It's just that certain properties in the Sun, the rays. Mix with certain properties in the atmosphere, carbon dioxide and oxygen. And that creates the warmth.

Hermes

2007-04-11 02:51:25 · 19 answers · asked by Hermes Trismegistus 2 in Society & Culture Mythology & Folklore

19 answers

no i didnt know that

2007-04-11 02:54:44 · answer #1 · answered by [[~LilAngel~]] 2 · 1 0

This is absolutely false. It is not true at all.

The sun's warmth heats everything. In space, things that are in full light of the sun get very hot. Ignoring the problem of not being able to breathe, if you were outside a spacecraft, or on the surface of the moon, in the full glare of the sun, you would quickly boil.

However because there is no atmosphere to retain heat, things that are in shadow are extremely cold.
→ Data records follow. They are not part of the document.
use super::{SampleGrid, undefined_at};
use crate::error::StreamError;
use crate::event::{AnyEvent, ValueKind};
use crate::source::{Direction, EventSource, Metadata};
use crate::stream::{EventStream, ensure_open};

/// Samples a grid with one "last event at or before t" query per sample.
///
/// Holds no cursor, so the cost per sample is independent of how many events lie between
/// samples.
pub struct PointQuerySampler<'a, Src: ?Sized> {
    source: &'a Src,
    metadata: Metadata,
    grid: SampleGrid,
    updates_only: bool,
    index: u64,
    open: bool,
}

impl<'a, Src: EventSource + ?Sized> PointQuerySampler<'a, Src> {
    /// Creates a sampler over `metadata`'s channel in `source`.
    pub fn new(source: &'a Src, metadata: Metadata, grid: SampleGrid, updates_only: bool) -> Self {
        Self {
            source,
            metadata,
            grid,
            updates_only,
            index: 0,
            open: true,
        }
    }

    /// Continues sampling from sample `index`.
    pub(crate) fn resume_at(mut self, index: u64) -> Self {
        self.index = index;
        self
    }

    /// Samples emitted so far.
    pub fn samples_taken(&self) -> u64 {
        self.index
    }
}

impl<Src: EventSource + ?Sized> EventStream for PointQuerySampler<'_, Src> {
    type Value = ValueKind;

    fn read(&mut self) -> Result<Option<AnyEvent>, StreamError> {
        ensure_open(self)?;
        if self.index >= self.grid.count() {
            return Ok(None);
        }
        let sample = self.grid.timestamp(self.index);
        let found = self.source.find_nearest(
            &self.metadata,
            sample,
            Direction::Before,
            true,
            self.updates_only,
        )?;
        self.index += 1;
        Ok(Some(match found {
            Some(event) => event.clone_at(sample),
            None => undefined_at(&self.metadata, sample),
        }))
    }

    fn is_open(&self) -> bool {
        self.open
    }

    fn close(&mut self) -> Result<(), StreamError> {
        self.open = false;
        Ok(())
    }
}
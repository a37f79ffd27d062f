//! In-memory [`EventSource`] backed by per-channel event vectors.

use crate::error::StreamError;
use crate::event::{AnyEvent, EventCode, ValueKind, ValueType};
use crate::labels::ExtraInfo;
use crate::source::{DataKind, Direction, EventSource, Metadata, SourceStream};
use crate::stream::{EventStream, ensure_open};
use std::collections::HashMap;
use std::sync::atomic::{AtomicU64, Ordering};

struct Channel {
    metadata: Metadata,
    events: Vec<AnyEvent>,
    history: Vec<ExtraInfo>,
}

/// An event archive held in memory.
///
/// Each channel stores its events in arrival order, which must be non-decreasing by
/// timestamp. The archive counts point queries and open cursors so callers can observe how a
/// transform used it.
#[derive(Default)]
pub struct MemoryArchive {
    host: String,
    channels: Vec<Channel>,
    names: HashMap<String, usize>,
    point_queries: AtomicU64,
    open_cursors: AtomicU64,
}

impl MemoryArchive {
    /// Creates an empty archive reporting `host` as the channel host.
    pub fn new(host: impl Into<String>) -> Self {
        Self {
            host: host.into(),
            ..Self::default()
        }
    }

    /// Registers a channel and returns its metadata.
    ///
    /// Fails with [`StreamError::Configuration`] if the name is taken.
    pub fn add_channel(
        &mut self,
        name: &str,
        width: usize,
        kind: DataKind,
    ) -> Result<Metadata, StreamError> {
        if self.names.contains_key(name) {
            return Err(StreamError::Configuration(format!(
                "channel '{name}' already exists"
            )));
        }
        let id = u32::try_from(self.channels.len() + 1)
            .map_err(|_| StreamError::Configuration("too many channels".to_string()))?;
        let metadata = Metadata::new(id, name, self.host.clone(), width, kind);
        self.names.insert(name.to_string(), self.channels.len());
        self.channels.push(Channel {
            metadata: metadata.clone(),
            events: Vec::new(),
            history: Vec::new(),
        });
        Ok(metadata)
    }

    /// Looks up a channel by name.
    pub fn find_metadata(&self, name: &str) -> Option<&Metadata> {
        self.names.get(name).map(|&i| &self.channels[i].metadata)
    }

    /// Appends one event to a channel.
    ///
    /// Fails with [`StreamError::Data`] if the event is older than the channel's last event,
    /// carries the synthetic `Undefined` code, or does not match the channel's value type.
    pub fn append(&mut self, metadata: &Metadata, event: AnyEvent) -> Result<(), StreamError> {
        let channel = self.channel_mut(metadata)?;
        if let Some(last) = channel.events.last()
            && event.timestamp() < last.timestamp()
        {
            return Err(StreamError::Data(format!(
                "event at {} appended after {} on '{}'",
                event.timestamp(),
                last.timestamp(),
                channel.metadata.name
            )));
        }
        if event.code() == EventCode::Undefined {
            return Err(StreamError::Data(
                "undefined events are never archived".to_string(),
            ));
        }
        check_value(&channel.metadata, event.is_update(), event.value())?;
        channel.events.push(event);
        Ok(())
    }

    /// Appends events in order, stopping at the first rejected one.
    pub fn extend(
        &mut self,
        metadata: &Metadata,
        events: impl IntoIterator<Item = AnyEvent>,
    ) -> Result<(), StreamError> {
        for event in events {
            self.append(metadata, event)?;
        }
        Ok(())
    }

    /// Appends a history entry to a channel. Entries must be time-ordered per channel.
    pub fn add_extra_info(
        &mut self,
        metadata: &Metadata,
        info: ExtraInfo,
    ) -> Result<(), StreamError> {
        let channel = self.channel_mut(metadata)?;
        if channel
            .history
            .last()
            .is_some_and(|last| info.timestamp < last.timestamp)
        {
            return Err(StreamError::Data(format!(
                "history entry at {} is out of order",
                info.timestamp
            )));
        }
        channel.history.push(info);
        Ok(())
    }

    /// Number of `find_nearest` calls served so far.
    pub fn point_queries(&self) -> u64 {
        self.point_queries.load(Ordering::Relaxed)
    }

    /// Number of interval cursors opened and not yet released.
    pub fn open_cursors(&self) -> u64 {
        self.open_cursors.load(Ordering::Acquire)
    }

    fn channel(&self, metadata: &Metadata) -> Result<&Channel, StreamError> {
        self.names
            .get(&metadata.name)
            .map(|&i| &self.channels[i])
            .filter(|c| c.metadata.id == metadata.id)
            .ok_or_else(|| unknown_channel(metadata))
    }

    fn channel_mut(&mut self, metadata: &Metadata) -> Result<&mut Channel, StreamError> {
        let index = self
            .names
            .get(&metadata.name)
            .copied()
            .filter(|&i| self.channels[i].metadata.id == metadata.id)
            .ok_or_else(|| unknown_channel(metadata))?;
        Ok(&mut self.channels[index])
    }
}

fn unknown_channel(metadata: &Metadata) -> StreamError {
    StreamError::Configuration(format!(
        "unknown channel '{}' (id {})",
        metadata.name, metadata.id
    ))
}

fn check_value(metadata: &Metadata, update: bool, value: &ValueKind) -> Result<(), StreamError> {
    let expected = metadata.value_type();
    let ok = match (expected, value) {
        (ValueType::Float, ValueKind::Float(_)) | (ValueType::Int, ValueKind::Int(_)) => true,
        (ValueType::Strings(width), ValueKind::Strings(v)) => !update || v.len() == width,
        _ => false,
    };
    if ok {
        Ok(())
    } else {
        Err(StreamError::Data(format!(
            "channel '{}' expects {expected:?}, got {:?}",
            metadata.name,
            value.value_type()
        )))
    }
}

fn accepts(updates_only: bool, event: &AnyEvent) -> bool {
    !updates_only || event.is_update()
}

impl EventSource for MemoryArchive {
    fn open_interval(
        &self,
        metadata: &Metadata,
        begin: i64,
        end: i64,
        updates_only: bool,
    ) -> Result<SourceStream<'_>, StreamError> {
        let events = &self.channel(metadata)?.events;
        let lo = events.partition_point(|e| e.timestamp() < begin);
        let hi = events.partition_point(|e| e.timestamp() < end).max(lo);

        self.open_cursors.fetch_add(1, Ordering::AcqRel);
        Ok(Box::new(MemoryCursor {
            events: events[lo..hi].iter(),
            updates_only,
            open_cursors: &self.open_cursors,
            open: true,
        }))
    }

    fn find_nearest(
        &self,
        metadata: &Metadata,
        timestamp: i64,
        direction: Direction,
        inclusive: bool,
        updates_only: bool,
    ) -> Result<Option<AnyEvent>, StreamError> {
        let events = &self.channel(metadata)?.events;
        self.point_queries.fetch_add(1, Ordering::Relaxed);

        let found = match direction {
            Direction::Before => {
                let hi = if inclusive {
                    events.partition_point(|e| e.timestamp() <= timestamp)
                } else {
                    events.partition_point(|e| e.timestamp() < timestamp)
                };
                events[..hi].iter().rev().find(|e| accepts(updates_only, e))
            }
            Direction::After => {
                let lo = if inclusive {
                    events.partition_point(|e| e.timestamp() < timestamp)
                } else {
                    events.partition_point(|e| e.timestamp() <= timestamp)
                };
                events[lo..].iter().find(|e| accepts(updates_only, e))
            }
        };
        Ok(found.cloned())
    }

    fn count(
        &self,
        metadata: &Metadata,
        begin: i64,
        end: i64,
        updates_only: bool,
    ) -> Result<u64, StreamError> {
        let events = &self.channel(metadata)?.events;
        let lo = events.partition_point(|e| e.timestamp() < begin);
        let hi = events.partition_point(|e| e.timestamp() < end).max(lo);
        let n = events[lo..hi]
            .iter()
            .filter(|e| accepts(updates_only, e))
            .count();
        Ok(n as u64)
    }

    fn find_extra_info(
        &self,
        metadata: &Metadata,
        kind: &str,
        end: i64,
    ) -> Result<Vec<ExtraInfo>, StreamError> {
        Ok(self
            .channel(metadata)?
            .history
            .iter()
            .filter(|info| info.kind == kind && info.timestamp < end)
            .cloned()
            .collect())
    }
}

/// Cursor over a slice of one channel's events.
struct MemoryCursor<'a> {
    events: std::slice::Iter<'a, AnyEvent>,
    updates_only: bool,
    open_cursors: &'a AtomicU64,
    open: bool,
}

impl MemoryCursor<'_> {
    fn release(&mut self) {
        if self.open {
            self.open = false;
            self.events = Default::default();
            self.open_cursors.fetch_sub(1, Ordering::AcqRel);
        }
    }
}

impl EventStream for MemoryCursor<'_> {
    type Value = ValueKind;

    fn read(&mut self) -> Result<Option<AnyEvent>, StreamError> {
        ensure_open(self)?;
        let updates_only = self.updates_only;
        Ok(self.events.find(|e| accepts(updates_only, e)).cloned())
    }

    fn is_open(&self) -> bool {
        self.open
    }

    fn close(&mut self) -> Result<(), StreamError> {
        self.release();
        Ok(())
    }
}

impl Drop for MemoryCursor<'_> {
    fn drop(&mut self) {
        self.release();
    }
}

#[cfg(test)]
mod tests {
    use super::*;
    use crate::event::Event;

    fn archive() -> (MemoryArchive, Metadata) {
        let mut archive = MemoryArchive::new("test");
        let md = archive.add_channel("ch1", 1, DataKind::Double).unwrap();
        archive
            .extend(
                &md,
                vec![
                    Event::update(10, ValueKind::Float(1.0)),
                    Event::new(20, EventCode::NetworkDisconnection, ValueKind::Float(0.0)),
                    Event::update(20, ValueKind::Float(2.0)),
                    Event::update(30, ValueKind::Float(3.0)),
                ],
            )
            .unwrap();
        (archive, md)
    }

    #[test]
    fn test_rejects_out_of_order_and_wrong_kind() {
        let (mut archive, md) = archive();
        let err = archive
            .append(&md, Event::update(5, ValueKind::Float(0.0)))
            .unwrap_err();
        assert!(matches!(err, StreamError::Data(_)));

        let err = archive
            .append(&md, Event::update(40, ValueKind::Int(0)))
            .unwrap_err();
        assert!(matches!(err, StreamError::Data(_)));

        let err = archive
            .append(&md, Event::new(40, EventCode::Undefined, ValueKind::Float(0.0)))
            .unwrap_err();
        assert!(matches!(err, StreamError::Data(_)));
    }

    #[test]
    fn test_string_width_is_checked_for_updates() {
        let mut archive = MemoryArchive::new("test");
        let md = archive.add_channel("vec", 2, DataKind::String).unwrap();
        let pair = ValueKind::Strings(vec!["a".into(), "b".into()]);
        archive.append(&md, Event::update(1, pair)).unwrap();

        let single = ValueKind::Strings(vec!["a".into()]);
        assert!(archive.append(&md, Event::update(2, single)).is_err());
        let gap = Event::new(3, EventCode::ArchiverShutdown, ValueKind::Strings(vec![]));
        archive.append(&md, gap).unwrap();
    }

    #[test]
    fn test_interval_is_half_open() {
        let (archive, md) = archive();
        let mut s = archive.open_interval(&md, 10, 30, false).unwrap();
        let ts: Vec<i64> = s.drain().unwrap().iter().map(Event::timestamp).collect();
        assert_eq!(ts, vec![10, 20, 20]);

        let mut s = archive.open_interval(&md, 10, 31, true).unwrap();
        assert_eq!(s.drain().unwrap().len(), 3);
        assert_eq!(archive.count(&md, 0, 100, false).unwrap(), 4);
        assert_eq!(archive.count(&md, 0, 100, true).unwrap(), 3);
        assert_eq!(archive.count(&md, 50, 10, true).unwrap(), 0);
    }

    #[test]
    fn test_find_nearest_ties_and_direction() {
        let (archive, md) = archive();
        let before = archive
            .find_nearest(&md, 20, Direction::Before, true, false)
            .unwrap()
            .unwrap();
        assert_eq!(before.value(), &ValueKind::Float(2.0));

        let after = archive
            .find_nearest(&md, 20, Direction::After, true, false)
            .unwrap()
            .unwrap();
        assert_eq!(after.code(), EventCode::NetworkDisconnection);

        let exclusive = archive
            .find_nearest(&md, 20, Direction::Before, false, false)
            .unwrap()
            .unwrap();
        assert_eq!(exclusive.timestamp(), 10);

        assert!(
            archive
                .find_nearest(&md, 10, Direction::Before, false, false)
                .unwrap()
                .is_none()
        );
        assert_eq!(archive.point_queries(), 4);
    }

    #[test]
    fn test_cursor_released_exactly_once() {
        let (archive, md) = archive();
        let mut a = archive.open_interval(&md, 0, 100, false).unwrap();
        let b = archive.open_interval(&md, 0, 100, false).unwrap();
        assert_eq!(archive.open_cursors(), 2);

        a.close().unwrap();
        a.close().unwrap();
        assert_eq!(archive.open_cursors(), 1);
        assert!(a.read().unwrap_err().is_closed_stream());

        drop(b);
        drop(a);
        assert_eq!(archive.open_cursors(), 0);
    }

    #[test]
    fn test_unknown_channel() {
        let (archive, _) = archive();
        let other = Metadata::new(99, "nope", "test", 1, DataKind::Float);
        assert!(matches!(
            archive.count(&other, 0, 1, false),
            Err(StreamError::Configuration(_))
        ));
    }
}
//! Fixed-interval resampling of an event series.
//!
//! A [`SampleGrid`] defines `count` sample instants spaced `interval_ms` apart. Each sample is
//! the last event at or before the sample instant, copied to that instant. A sample before any
//! known data carries [`EventCode::Undefined`](crate::EventCode::Undefined).
//!
//! Three strategies produce identical samples:
//!
//! - [`GridSampler`] streams the interval once and walks it with the straddle algorithm.
//! - [`PointQuerySampler`] issues one nearest-before query per sample.
//! - [`HybridSampler`] streams while the data is sparse and switches to point queries once the
//!   observed events per sample exceed a threshold.

mod hybrid;
mod point;
mod straddle;

pub use hybrid::HybridSampler;
pub use point::PointQuerySampler;
pub use straddle::GridSampler;

use crate::error::StreamError;
use crate::event::{AnyEvent, Event, EventCode};
use crate::source::{Direction, EventSource, Metadata};
use crate::time;
use chrono::{DateTime, Utc};
use serde::{Deserialize, Serialize};

/// Evenly spaced sample instants.
///
/// Sample `k` lies at `begin + k * interval_ms` in calendar time and is encoded with the
/// timestamp codec, so every strategy sees bit-identical sample timestamps.
#[derive(Debug, Clone, Copy, PartialEq, Eq, Serialize, Deserialize)]
#[serde(try_from = "GridFields")]
pub struct SampleGrid {
    begin: DateTime<Utc>,
    interval_ms: i64,
    count: u64,
}

impl SampleGrid {
    /// Creates a grid of `count` samples starting at `begin`.
    ///
    /// Fails with [`StreamError::Configuration`] if more than one sample is requested with a
    /// non-positive interval, or if the first or last sample falls outside the archive time
    /// range.
    pub fn new(begin: DateTime<Utc>, interval_ms: i64, count: u64) -> Result<Self, StreamError> {
        if count > 1 && interval_ms <= 0 {
            return Err(StreamError::Configuration(format!(
                "sample interval must be positive, got {interval_ms} ms for {count} samples"
            )));
        }
        time::try_to_archive_time(begin)?;
        let last = i64::try_from(count.saturating_sub(1))
            .ok()
            .and_then(|k| k.checked_mul(interval_ms))
            .and_then(|offset| time::plus_millis(begin, offset))
            .ok_or_else(|| {
                StreamError::Configuration(format!(
                    "{count} samples every {interval_ms} ms overflow the calendar"
                ))
            })?;
        time::try_to_archive_time(last)?;
        Ok(Self {
            begin,
            interval_ms,
            count,
        })
    }

    /// First sample instant.
    pub fn begin(&self) -> DateTime<Utc> {
        self.begin
    }

    /// Milliseconds between samples.
    pub fn interval_ms(&self) -> i64 {
        self.interval_ms
    }

    /// Number of samples.
    pub fn count(&self) -> u64 {
        self.count
    }

    /// Calendar instant of sample `index`.
    ///
    /// Indices past the grid saturate at the end of chrono's range.
    pub fn instant(&self, index: u64) -> DateTime<Utc> {
        let offset = i64::try_from(index)
            .unwrap_or(i64::MAX)
            .saturating_mul(self.interval_ms);
        time::plus_millis(self.begin, offset).unwrap_or(DateTime::<Utc>::MAX_UTC)
    }

    /// Archive timestamp of sample `index`.
    pub fn timestamp(&self, index: u64) -> i64 {
        time::to_archive_time(self.instant(index))
    }

    /// Archive timestamp of the last sample, or of `begin` for an empty grid.
    pub fn end_timestamp(&self) -> i64 {
        self.timestamp(self.count.saturating_sub(1))
    }

    /// Number of samples at or before `timestamp`.
    pub fn samples_through(&self, timestamp: i64) -> u64 {
        if self.count == 0 || timestamp < self.timestamp(0) {
            return 0;
        }
        if self.interval_ms <= 0 {
            return self.count;
        }
        let elapsed = (time::from_archive_time(timestamp) - self.begin).num_milliseconds();
        let through = u64::try_from(elapsed / self.interval_ms).unwrap_or(0) + 1;
        through.min(self.count)
    }
}

#[derive(Deserialize)]
struct GridFields {
    begin: DateTime<Utc>,
    interval_ms: i64,
    count: u64,
}

impl TryFrom<GridFields> for SampleGrid {
    type Error = StreamError;

    fn try_from(fields: GridFields) -> Result<Self, StreamError> {
        Self::new(fields.begin, fields.interval_ms, fields.count)
    }
}

/// Placeholder sample for an instant with no known data.
pub(crate) fn undefined_at(metadata: &Metadata, timestamp: i64) -> AnyEvent {
    Event::new(timestamp, EventCode::Undefined, metadata.placeholder())
}

/// Last event strictly before the grid, or an `Undefined` placeholder at its first sample.
pub(crate) fn resolve_seed<Src: EventSource + ?Sized>(
    source: &Src,
    metadata: &Metadata,
    grid: &SampleGrid,
    updates_only: bool,
) -> Result<AnyEvent, StreamError> {
    let begin = grid.timestamp(0);
    let prior = source.find_nearest(metadata, begin, Direction::Before, false, updates_only)?;
    Ok(prior.unwrap_or_else(|| undefined_at(metadata, begin)))
}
So if you just moved into the shadow of your ship, you would freeze.

It has nothing whatsoever to do with the sun's rays reacting with oxygen and carbon dioxide.

2007-04-11 04:34:52 · answer #2 · answered by Daniel R 6 · 1 0

I dont know about this, maybe you should educate me?

But I know about the Green House effect. Eventually when Sun rays hit the earth's ground, some of them are absorpbed by the ground, some are reflecte back up.

Of those rays that are reflected back up, some are strong enough to overcome the Ozone pressure & Clouds, and go back to space. Some are weak, and ... be reflected back to Earth again.

These rays create warmth.

2007-04-11 03:04:53 · answer #3 · answered by sunny 4 · 0 0

I thought it was something to do with the air being thinner the higher out of the atmosphere you get. Something to do with the atoms bumping into each other and creating the friction that generates heat.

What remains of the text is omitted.